A FINE MAN, A FINE BOOK

A FINE MAN, A FINE BOOK

Excerpt from POST OFFICE by Charles Bukowski

Size: 2.75″ x 3.25″
Second printing: $50 out of print due to 8/20 fire

ABOUT THE BOOK
“I printed the book to give out to all my fellow carriers as I was leaving the post office where I’d been working for six months. The post master was celebrated for his irrational and cruel abuse of authority. I can still go in to that office and mention his name to the clerks at the counter, or to a carrier on the street, and they know exactly who Polzine is and his reputation. I believe he went on to head up one of those post offices where one of first the shootings took place.
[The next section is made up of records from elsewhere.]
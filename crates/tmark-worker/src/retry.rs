//! Stage retry backoff.

use std::time::Duration;

use rand::Rng;

/// Backoff policy for stage retries.
#[derive(Debug, Clone)]
pub struct RetryConfig {
    /// Retries after the initial attempt
    pub max_retries: u32,
    /// Base delay; doubles per attempt
    pub base_delay: Duration,
    /// Delay cap
    pub max_delay: Duration,
    /// Jitter fraction applied symmetrically (0.25 = +/-25%)
    pub jitter: f64,
}

impl Default for RetryConfig {
    fn default() -> Self {
        Self {
            max_retries: 3,
            base_delay: Duration::from_secs(2),
            max_delay: Duration::from_secs(30),
            jitter: 0.25,
        }
    }
}

impl RetryConfig {
    pub fn with_max_retries(mut self, max_retries: u32) -> Self {
        self.max_retries = max_retries;
        self
    }

    /// Deterministic delay for an attempt (1-based), before jitter.
    fn raw_delay(&self, attempt: u32) -> Duration {
        let exp = attempt.saturating_sub(1).min(16);
        self.base_delay
            .saturating_mul(2u32.saturating_pow(exp))
            .min(self.max_delay)
    }

    /// Delay for an attempt with jitter applied.
    pub fn delay_for_attempt(&self, attempt: u32) -> Duration {
        let raw = self.raw_delay(attempt);
        if self.jitter <= 0.0 {
            return raw;
        }
        let factor = 1.0 + rand::thread_rng().gen_range(-self.jitter..=self.jitter);
        raw.mul_f64(factor.max(0.0))
    }
}

#[cfg(test)]
mod tests {
    use super::*;

    #[test]
    fn delays_double_and_cap() {
        let config = RetryConfig {
            jitter: 0.0,
            ..Default::default()
        };
        assert_eq!(config.raw_delay(1), Duration::from_secs(2));
        assert_eq!(config.raw_delay(2), Duration::from_secs(4));
        assert_eq!(config.raw_delay(3), Duration::from_secs(8));
        assert_eq!(config.raw_delay(5), Duration::from_secs(30));
        assert_eq!(config.raw_delay(16), Duration::from_secs(30));
    }

    #[test]
    fn jitter_stays_within_bounds() {
        let config = RetryConfig::default();
        for attempt in 1..=4 {
            let raw = config.raw_delay(attempt).as_secs_f64();
            for _ in 0..100 {
                let jittered = config.delay_for_attempt(attempt).as_secs_f64();
                assert!(jittered >= raw * 0.74, "too short: {jittered} vs {raw}");
                assert!(jittered <= raw * 1.26, "too long: {jittered} vs {raw}");
            }
        }
    }
}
I have always understood “going postal.” Any organization which requires employees to wear uniforms is a paramilitary organization, and the post office is populated by vets whose consciousness and understanding of power was established during the Vietnam War. It can be a dangerous place. Trained from the age of 5 to view the “Mail Man” as a friendly and helpful, most patrons fail to recognize a hostile carrier. I know, I tried to share my bad attitude and received high fives and smiles all along my route.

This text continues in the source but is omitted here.